Spell-Checking-with-Hunspell

From Qt Wiki
Revision as of 10:14, 11 July 2015 by Yash (talk | contribs)
Jump to navigation Jump to search

Spell Checking with Hunspell

Prerequisites

You have to get Hunspell from http://hunspell.sourceforge.net/ [hunspell.sourceforge.net]. I have tested the classes with version 1.2.8. It may work with a more recent version (current is 1.2.12).
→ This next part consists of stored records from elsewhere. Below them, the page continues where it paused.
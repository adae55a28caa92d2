use std::collections::HashMap;
use std::fs;
use std::io::{ErrorKind, Write};
use std::path::PathBuf;

use crate::error::StorageError;

/// Synchronous key-value storage holding the persisted planner state.
pub trait KeyValueStorage {
    fn get(&self, key: &str) -> Result<Option<String>, StorageError>;
    fn set(&mut self, key: &str, value: &str) -> Result<(), StorageError>;
    /// Removing an absent key succeeds.
    fn delete(&mut self, key: &str) -> Result<(), StorageError>;
}

/// Stores each key as `<dir>/<key>.json`.
#[derive(Debug, Clone)]
pub struct FileStorage {
    dir: PathBuf,
}

impl FileStorage {
    pub fn new(dir: impl Into<PathBuf>) -> Self {
        Self { dir: dir.into() }
    }

    fn path_for(&self, key: &str) -> Result<PathBuf, StorageError> {
        let valid = !key.is_empty()
            && !key.starts_with('.')
            && key
                .chars()
                .all(|c| c.is_ascii_alphanumeric() || matches!(c, '_' | '-' | '.'));
        if !valid {
            return Err(StorageError::InvalidKey(key.to_string()));
        }
        Ok(self.dir.join(format!("{key}.json")))
    }
}

impl KeyValueStorage for FileStorage {
    fn get(&self, key: &str) -> Result<Option<String>, StorageError> {
        let path = self.path_for(key)?;
        match fs::read_to_string(&path) {
            Ok(raw) => Ok(Some(raw)),
            Err(e) if e.kind() == ErrorKind::NotFound => Ok(None),
            Err(e) => Err(e.into()),
        }
    }

    fn set(&mut self, key: &str, value: &str) -> Result<(), StorageError> {
        let path = self.path_for(key)?;
        fs::create_dir_all(&self.dir)?;

        // Write next to the target and rename so the old value survives a failed write.
        let tmp = path.with_extension("json.tmp");
        let result = fs::File::create(&tmp)
            .and_then(|mut file| {
                file.write_all(value.as_bytes())?;
                file.sync_all()
            })
            .and_then(|()| fs::rename(&tmp, &path));
        if let Err(e) = result {
            let _ = fs::remove_file(&tmp);
            return Err(e.into());
        }
        Ok(())
    }

    fn delete(&mut self, key: &str) -> Result<(), StorageError> {
        let path = self.path_for(key)?;
        match fs::remove_file(&path) {
            Ok(()) => Ok(()),
            Err(e) if e.kind() == ErrorKind::NotFound => Ok(()),
            Err(e) => Err(e.into()),
        }
    }
}

/// In-memory storage with an optional per-value byte quota.
#[derive(Debug, Clone, Default)]
pub struct MemoryStorage {
    entries: HashMap<String, String>,
    quota: Option<usize>,
}

impl MemoryStorage {
    pub fn new() -> Self {
        Self::default()
    }

    pub fn with_quota(quota: usize) -> Self {
        Self {
            entries: HashMap::new(),
            quota: Some(quota),
        }
    }
}

impl KeyValueStorage for MemoryStorage {
    fn get(&self, key: &str) -> Result<Option<String>, StorageError> {
        Ok(self.entries.get(key).cloned())
    }

    fn set(&mut self, key: &str, value: &str) -> Result<(), StorageError> {
        if let Some(quota) = self.quota {
            if value.len() > quota {
                return Err(StorageError::QuotaExceeded {
                    key: key.to_string(),
                    size: value.len(),
                    quota,
                });
            }
        }
        self.entries.insert(key.to_string(), value.to_string());
        Ok(())
    }

    fn delete(&mut self, key: &str) -> Result<(), StorageError> {
        self.entries.remove(key);
        Ok(())
    }
}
Dictionaries can be downloaded via the sourceforge page.

If you plan to use the spell checker in a commercial software, watch out for the copyright and license of the dictionaries!

The source code on this wiki page is released by me (Volker, being the original author) under the 2 clause BSD license [en.wikipedia.org]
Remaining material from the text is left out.